壱岐の南部、郷ノ浦と石田地区は、きれいなビーチがたくさんあることで知られています。ビーチの他にも、岳の辻展望台や、鬼の足跡などたくさんの見どころがあるんですよ。今回はそんな壱岐の南部でぜひ楽しんでもらいたいスポットをいくつか紹介したいと思います。
まずきれいなビーチから紹介しましょう。
「ツインズビーチ」の愛称で知られているのは、壱岐の南西海岸にある塩樽(しおたる)海水浴場と小水浜(こみずはま)海水浴場です。これら2つの海水浴場が小さな岬を挟んで隣り合わせになっているのでツインズビーチと呼ばれています。どちらのビーチにも海の家や休憩場があって、ダイビングやシーカヤックなどの海のスポーツも楽しめます。
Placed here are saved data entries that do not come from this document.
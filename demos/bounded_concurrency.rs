//! Shows the admission gate deferring calls past the concurrency limit,
//! with the LogWriter subscriber printing lifecycle events.
//!
//! Run with: `cargo run --example bounded_concurrency --features logging`

use std::sync::Arc;
use std::time::Duration;

use redial::{
    CallFn, CallOptions, Completion, LogWriter, Scheduler, SchedulerConfig,
};

#[tokio::main(flavor = "current_thread")]
async fn main() -> Result<(), Box<dyn std::error::Error>> {
    let scheduler = Scheduler::new(SchedulerConfig {
        limit: 2,
        ..SchedulerConfig::default()
    });
    let _forwarder = scheduler.attach_subscriber(Arc::new(LogWriter));

    // Each dispatch takes 300ms; with limit=2 the six calls run in waves.
    let op = CallFn::new("slow-op", |id: u32, done: Completion<u32>| {
        tokio::spawn(async move {
            tokio::time::sleep(Duration::from_millis(300)).await;
            done.resolve(id);
        });
        Ok(())
    });
    let call = scheduler.schedule(op, CallOptions::default());

    let mut handles = Vec::new();
    for id in 0..6 {
        let call = call.clone();
        handles.push(tokio::spawn(async move { call.call(id).await }));
    }
    for handle in handles {
        let id = handle.await??;
        println!("settled: {id} (in_flight={})", scheduler.gate().in_flight());
    }
    Ok(())
}
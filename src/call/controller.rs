//! # Per-invocation attempt loop.
//!
//! Drives one logical invocation to exactly one settlement: wait for
//! admission, dispatch an underlying attempt under a deadline, classify the
//! outcome, and either settle or back off and re-dispatch while the retry
//! budget lasts.
//!
//! # High-level flow:
//!
//! ```text
//!   gate.admit() ──► dispatch attempt ──► await callback ⊓ deadline
//!                         ▲                      │
//!                         │ retry_delay          ├─ resolved ─► Ok
//!                         └──── retryable? ◄─────┤
//!                                                └─ terminal / exhausted ─► Err
//! ```
//!
//! - No deadline runs while waiting for admission; that wait is unbounded
//!   by design.
//! - Attempts of one invocation are strictly sequential: the previous
//!   attempt's completion receiver is dropped before the next dispatch, so
//!   a late settlement of a superseded attempt is discarded.
//! - A synchronous dispatch failure settles immediately and bypasses retry.

use std::time::Duration;

use tokio::sync::oneshot;
use tokio::time;

use crate::call::completion::{Completion, Settlement};
use crate::call::op::CallbackOp;
use crate::classify::{Disposition, classify, normalize};
use crate::config::CallOptions;
use crate::delay::delay;
use crate::error::{CallError, RawFailure};
use crate::events::{Bus, Event, EventKind};
use crate::gate::AdmissionGate;

/// What one underlying attempt produced, dispatch failures aside.
enum AttemptOutcome<T> {
    Resolved(T),
    Failed(RawFailure),
    TimedOut,
}

/// Runs one logical invocation of `op` to a single settlement.
pub(crate) async fn run_call<O: CallbackOp>(
    op: &O,
    args: O::Args,
    opts: &CallOptions,
    gate: &AdmissionGate,
    bus: &Bus,
) -> Result<O::Output, CallError> {
    let _permit = gate.admit().await;

    let mut retries_left = opts.max_retries;
    let mut attempt: u32 = 0;

    loop {
        attempt += 1;
        bus.publish(
            Event::new(EventKind::AttemptStarted)
                .with_call(op.name())
                .with_attempt(attempt),
        );

        let outcome = match run_attempt(op, args.clone(), opts.timeout).await {
            Ok(outcome) => outcome,
            Err(failure) => {
                let err = CallError::Dispatch { failure };
                publish_rejected(bus, op.name(), attempt, &err);
                return Err(err);
            }
        };

        let mut retry_reason: Option<String> = None;
        match outcome {
            AttemptOutcome::Resolved(value) => {
                bus.publish(
                    Event::new(EventKind::CallResolved)
                        .with_call(op.name())
                        .with_attempt(attempt),
                );
                return Ok(value);
            }
            AttemptOutcome::TimedOut => {
                bus.publish(
                    Event::new(EventKind::TimeoutHit)
                        .with_call(op.name())
                        .with_attempt(attempt)
                        .with_timeout(opts.timeout),
                );
                if retries_left == 0 {
                    let err = CallError::Timeout {
                        timeout: opts.timeout,
                    };
                    publish_rejected(bus, op.name(), attempt, &err);
                    return Err(err);
                }
                retries_left -= 1;
            }
            AttemptOutcome::Failed(failure) => {
                bus.publish(
                    Event::new(EventKind::AttemptFailed)
                        .with_call(op.name())
                        .with_attempt(attempt)
                        .with_reason(failure.message.clone()),
                );
                let terminal = classify(&failure) == Disposition::Terminal;
                if terminal || retries_left == 0 {
                    let err = CallError::Service(normalize(failure));
                    publish_rejected(bus, op.name(), attempt, &err);
                    return Err(err);
                }
                retries_left -= 1;
                retry_reason = Some(failure.message);
            }
        }

        let backoff = Event::new(EventKind::BackoffScheduled)
            .with_call(op.name())
            .with_attempt(attempt)
            .with_delay(opts.retry_delay);
        bus.publish(match retry_reason {
            Some(reason) => backoff.with_reason(reason),
            None => backoff,
        });

        delay(opts.retry_delay, ()).await;
    }
}

/// Dispatches a single underlying attempt and awaits it under the deadline.
///
/// `Err` means the dispatch itself failed synchronously. A `timeout` of zero
/// disables the deadline.
async fn run_attempt<O: CallbackOp>(
    op: &O,
    args: O::Args,
    timeout: Duration,
) -> Result<AttemptOutcome<O::Output>, RawFailure> {
    let (done, rx) = Completion::channel();
    op.dispatch(args, done)?;

    if timeout > Duration::ZERO {
        match time::timeout(timeout, rx).await {
            Ok(settled) => Ok(settled_outcome(settled)),
            Err(_elapsed) => Ok(AttemptOutcome::TimedOut),
        }
    } else {
        Ok(settled_outcome(rx.await))
    }
}

fn settled_outcome<T>(
    settled: Result<Settlement<T>, oneshot::error::RecvError>,
) -> AttemptOutcome<T> {
    match settled {
        Ok(Ok(value)) => AttemptOutcome::Resolved(value),
        Ok(Err(failure)) => AttemptOutcome::Failed(failure),
        // The operation dropped every clone of its completion handle
        // without settling; classified as a transport-level failure.
        Err(_) => AttemptOutcome::Failed(RawFailure::transport(
            "completion handle dropped without settling",
        )),
    }
}

/// Publishes a `CallRejected` event with the final error.
fn publish_rejected(bus: &Bus, name: &str, attempt: u32, err: &CallError) {
    bus.publish(
        Event::new(EventKind::CallRejected)
            .with_call(name)
            .with_attempt(attempt)
            .with_reason(err.as_message()),
    );
}
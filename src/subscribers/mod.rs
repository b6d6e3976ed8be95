//! # Subscriber extension point for scheduler events.

mod subscribe;

pub use subscribe::Subscribe;

#[cfg(feature = "logging")]
mod log;
#[cfg(feature = "logging")]
pub use log::LogWriter;
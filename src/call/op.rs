//! # Operation seam and function-backed implementation.
//!
//! This module defines the [`CallbackOp`] trait (the callback-style remote
//! operation the scheduler adapts) and a convenient function-backed
//! implementation [`CallFn`]. The common handle type is [`CallRef`], an
//! `Arc<dyn CallbackOp>` suitable for sharing across schedulers.
//!
//! An operation receives its natural arguments plus a [`Completion`] handle
//! and must eventually settle that handle exactly once — or return an error
//! from `dispatch` itself, which the scheduler treats as an immediate
//! terminal failure.

use std::{borrow::Cow, marker::PhantomData, sync::Mutex};

use crate::call::completion::Completion;
use crate::error::RawFailure;

/// # Shared handle to a callback-style operation.
pub type CallRef<A, T> = std::sync::Arc<dyn CallbackOp<Args = A, Output = T>>;

/// # A callback-style remote operation.
///
/// `dispatch` is synchronous: it registers the work and returns. Completion
/// is reported later through the [`Completion`] handle — from a spawned
/// task, an I/O callback, or even synchronously inside `dispatch` itself.
/// Returning `Err` from `dispatch` models an operation that fails before
/// any callback can fire; the scheduler settles immediately and never
/// retries that failure.
///
/// `Args` must be `Clone` because a retried invocation re-dispatches with
/// the original arguments.
///
/// # Example
/// ```
/// use redial::{CallbackOp, Completion, RawFailure};
///
/// struct Echo;
///
/// impl CallbackOp for Echo {
///     type Args = String;
///     type Output = String;
///
///     fn name(&self) -> &str { "echo" }
///
///     fn dispatch(&self, args: String, done: Completion<String>) -> Result<(), RawFailure> {
///         done.resolve(args);
///         Ok(())
///     }
/// }
/// ```
pub trait CallbackOp: Send + Sync + 'static {
    /// Positional arguments of the operation (without the callback).
    type Args: Clone + Send + 'static;
    /// Successful result type.
    type Output: Send + 'static;

    /// Returns a stable, human-readable operation name.
    fn name(&self) -> &str;

    /// Dispatches one underlying attempt.
    ///
    /// Must settle `done` exactly once, or return `Err` without settling.
    /// A superseded attempt's late settlement is discarded by the scheduler;
    /// see the crate docs for the duplicate-side-effect caveat.
    fn dispatch(&self, args: Self::Args, done: Completion<Self::Output>)
        -> Result<(), RawFailure>;
}

/// # Function-backed operation implementation.
///
/// [`CallFn`] wraps a closure `Fnc: FnMut(Args, Completion<Output>) ->
/// Result<(), RawFailure>`. The closure is protected by a [`Mutex`] to allow
/// calling `dispatch(&self, ...)` even though the closure is `FnMut`; the
/// lock is held only while the closure runs, which by contract registers the
/// work and returns quickly.
///
/// # Example
/// ```
/// use redial::{CallFn, RawFailure};
///
/// let op = CallFn::new("double", |n: u32, done| {
///     done.resolve(n * 2);
///     Ok(())
/// });
/// ```
#[derive(Debug)]
pub struct CallFn<Fnc, A, T>
where
    Fnc: FnMut(A, Completion<T>) -> Result<(), RawFailure> + Send + 'static,
    A: Clone + Send + 'static,
    T: Send + 'static,
{
    /// Stable operation name.
    name: Cow<'static, str>,
    /// Underlying function (guarded by a mutex to allow `FnMut` with `&self`).
    func: Mutex<Fnc>,
    _marker: PhantomData<fn(A) -> T>,
}

impl<Fnc, A, T> CallFn<Fnc, A, T>
where
    Fnc: FnMut(A, Completion<T>) -> Result<(), RawFailure> + Send + 'static,
    A: Clone + Send + 'static,
    T: Send + 'static,
{
    /// Creates a new function-backed operation.
    ///
    /// Prefer [`CallFn::arc`] when you immediately need a [`CallRef`].
    pub fn new(name: impl Into<Cow<'static, str>>, func: Fnc) -> Self {
        Self {
            name: name.into(),
            func: Mutex::new(func),
            _marker: PhantomData,
        }
    }

    /// Creates the operation and returns it as a shared handle.
    pub fn arc(name: impl Into<Cow<'static, str>>, func: Fnc) -> CallRef<A, T> {
        std::sync::Arc::new(Self::new(name, func))
    }
}

impl<Fnc, A, T> CallbackOp for CallFn<Fnc, A, T>
where
    Fnc: FnMut(A, Completion<T>) -> Result<(), RawFailure> + Send + 'static,
    A: Clone + Send + 'static,
    T: Send + 'static,
{
    type Args = A;
    type Output = T;

    fn name(&self) -> &str {
        &self.name
    }

    fn dispatch(&self, args: A, done: Completion<T>) -> Result<(), RawFailure> {
        let mut func = self
            .func
            .lock()
            .map_err(|_| RawFailure::new("operation closure mutex poisoned"))?;
        (func)(args, done)
    }
}

impl<O: CallbackOp + ?Sized> CallbackOp for std::sync::Arc<O> {
    type Args = O::Args;
    type Output = O::Output;

    fn name(&self) -> &str {
        (**self).name()
    }

    fn dispatch(
        &self,
        args: Self::Args,
        done: Completion<Self::Output>,
    ) -> Result<(), RawFailure> {
        (**self).dispatch(args, done)
    }
}

#[cfg(test)]
mod tests {
    use super::*;

    #[tokio::test]
    async fn call_fn_dispatches_through_closure() {
        let op = CallFn::new("double", |n: u32, done: Completion<u32>| {
            done.resolve(n * 2);
            Ok(())
        });
        assert_eq!(op.name(), "double");

        let (done, rx) = Completion::channel();
        op.dispatch(21, done).unwrap();
        assert_eq!(rx.await.unwrap(), Ok(42));
    }

    #[tokio::test]
    async fn call_fn_may_fail_synchronously() {
        let op = CallFn::new("broken", |_: (), _done: Completion<u32>| {
            Err(RawFailure::new("refused to dispatch"))
        });
        let (done, _rx) = Completion::channel();
        let err = op.dispatch((), done).unwrap_err();
        assert_eq!(err.message, "refused to dispatch");
    }

    #[tokio::test]
    async fn arc_handle_is_an_operation_too() {
        let op: CallRef<u32, u32> = CallFn::arc("inc", |n: u32, done: Completion<u32>| {
            done.resolve(n + 1);
            Ok(())
        });
        let (done, rx) = Completion::channel();
        op.dispatch(1, done).unwrap();
        assert_eq!(rx.await.unwrap(), Ok(2));
    }
}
筒城浜(つつきはま)海水浴場は、壱岐の南東海岸の石田町にあるビーチで、「日本の快水浴場100選」にも選ばれています。白い砂浜が約600メートルも続く美しい海岸です。海は遠浅。近くにはキャンプ場、バーベキュー広場、テニスコート等が整備されているので、夏になるとたくさんの人がやってきます。壱岐では一番人気のある海水浴場なんですよ。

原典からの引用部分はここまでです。